Website Analysis: Firecrawl-Powered Brand Discovery
The Context Crawler's website analysis mode uses the Firecrawl API to systematically crawl and extract content from any URL you provide. This is not simple HTML scraping — Firecrawl handles JavaScript-rendered pages, SPAs, and dynamic content to capture what users actually see.
How Website Analysis Works
- Provide a URL — Enter your product's marketing site, documentation, or any web property. The crawler accepts any publicly accessible URL.
- Firecrawl extraction — The Firecrawl API renders pages, follows internal links, and extracts structured content including headings, body text, navigation labels, CTAs, and metadata.
- Terminology detection — AI analysis identifies repeated terms, branded language, product names, feature names, and domain-specific vocabulary across all crawled pages.
- Candidate proposal — Detected terms are proposed as glossary candidates with suggested definitions, context notes, and frequency data.

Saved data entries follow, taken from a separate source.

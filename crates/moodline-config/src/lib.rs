// SPDX-FileCopyrightText: 2026 Moodline Contributors
// SPDX-License-Identifier: MIT OR Apache-2.0

//! Configuration system for Moodline.
//!
//! Provides TOML configuration parsing with strict validation (`deny_unknown_fields`),
//! XDG file hierarchy lookup, environment variable overrides, and diagnostic
//! error rendering with typo suggestions.
//!
//! # Usage
//!
//! ```no_run
//! use moodline_config::load_and_validate;
//!
//! let config = load_and_validate().expect("config errors");
//! println!("generative model: {}", config.generative.model);
//! ```

pub mod diagnostic;
pub mod loader;
pub mod model;
pub mod validation;

pub use diagnostic::{ConfigError, render_errors};
pub use loader::{load_config, load_config_from_path, load_config_from_str};
pub use model::MoodlineConfig;

/// Load configuration from the XDG hierarchy and validate it.
///
/// On a figment error the TOML files are re-read so unknown keys can be
/// shown with source spans.
pub fn load_and_validate() -> Result<MoodlineConfig, Vec<ConfigError>> {
    match loader::load_config() {
        Ok(config) => {
            validation::validate_config(&config)?;
            Ok(config)
        }
        Err(err) => Err(diagnostic::figment_to_config_errors(
            err,
            &collect_toml_sources(),
        )),
    }
}

/// Load configuration from a specific TOML file and validate it.
pub fn load_and_validate_path(path: &std::path::Path) -> Result<MoodlineConfig, Vec<ConfigError>> {
    match loader::load_config_from_path(path) {
        Ok(config) => {
            validation::validate_config(&config)?;
            Ok(config)
        }
        Err(err) => {
            let sources = std::fs::read_to_string(path)
                .map(|content| vec![(path.display().to_string(), content)])
                .unwrap_or_default();
            Err(diagnostic::figment_to_config_errors(err, &sources))
        }
    }
}

/// Load configuration from a TOML string and validate it.
pub fn load_and_validate_str(toml_content: &str) -> Result<MoodlineConfig, Vec<ConfigError>> {
    match loader::load_config_from_str(toml_content) {
        Ok(config) => {
            validation::validate_config(&config)?;
            Ok(config)
        }
        Err(err) => {
            let sources = vec![("<inline>".to_string(), toml_content.to_string())];
            Err(diagnostic::figment_to_config_errors(err, &sources))
        }
    }
}

/// Collect TOML source file contents for error span resolution.
fn collect_toml_sources() -> Vec<(String, String)> {
    let mut paths = vec![std::path::PathBuf::from(loader::SYSTEM_CONFIG_PATH)];
    if let Some(config_dir) = dirs::config_dir() {
        paths.push(config_dir.join("moodline").join(loader::LOCAL_CONFIG_FILE));
    }
    if let Ok(cwd) = std::env::current_dir() {
        paths.push(cwd.join(loader::LOCAL_CONFIG_FILE));
    }

    paths
        .into_iter()
        .filter_map(|path| {
            std::fs::read_to_string(&path)
                .ok()
                .map(|content| (path.display().to_string(), content))
        })
        .collect()
}
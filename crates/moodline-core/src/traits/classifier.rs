// SPDX-FileCopyrightText: 2026 Moodline Contributors
// SPDX-License-Identifier: MIT OR Apache-2.0

//! Hosted binary sentiment classifier trait.

use async_trait::async_trait;

use crate::traits::adapter::PluginAdapter;

/// A remote classifier that turns text into a signed score.
///
/// Implementations never fail: a missing credential, transport error,
/// timeout, or unexpected payload all yield `None`, which the orchestrator
/// treats as "try the next provider".
#[async_trait]
pub trait SentimentClassifier: PluginAdapter {
    async fn classify(&self, text: &str) -> Option<f64>;
}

Each candidate includes the source URLs where it was found.
What Website Analysis Captures
- Brand terminology — Product names, feature names, pricing tier labels, and coined terms that appear consistently across your site
- Navigation patterns — Menu labels, breadcrumb text, and CTA language that define your product's vocabulary
- Domain vocabulary — Industry-specific terms your product uses that require precise, consistent translation
- Tone and voice signals — Whether your content is formal, casual, technical, or marketing-oriented — context that helps AI translate with appropriate register
Use Cases for Website Analysis
- New project setup — Crawl your marketing site before starting localization to bootstrap a glossary and context profile in minutes rather than weeks
- Competitor analysis — Crawl competitor sites in target markets to understand how they translate similar concepts, informing your own glossary decisions
- Content audit — Periodically re-crawl to detect new terminology that has emerged since your last glossary update
Repository Analysis: Framework and Terminology Detection
The Context Crawler's repository analysis mode connects to your GitHub repository and performs deep analysis of your codebase to extract translation-relevant context.
How Repository Analysis Works
- Connect a GitHub repo — Provide the repository URL. The crawler accesses public repos directly and private repos through your GitHub integration.
- Framework detection — The analyzer identifies your tech stack: React, Next.js, Vue, Angular, Svelte, Flutter, React Native, and others. This determines which i18n patterns to look for and how to parse your code.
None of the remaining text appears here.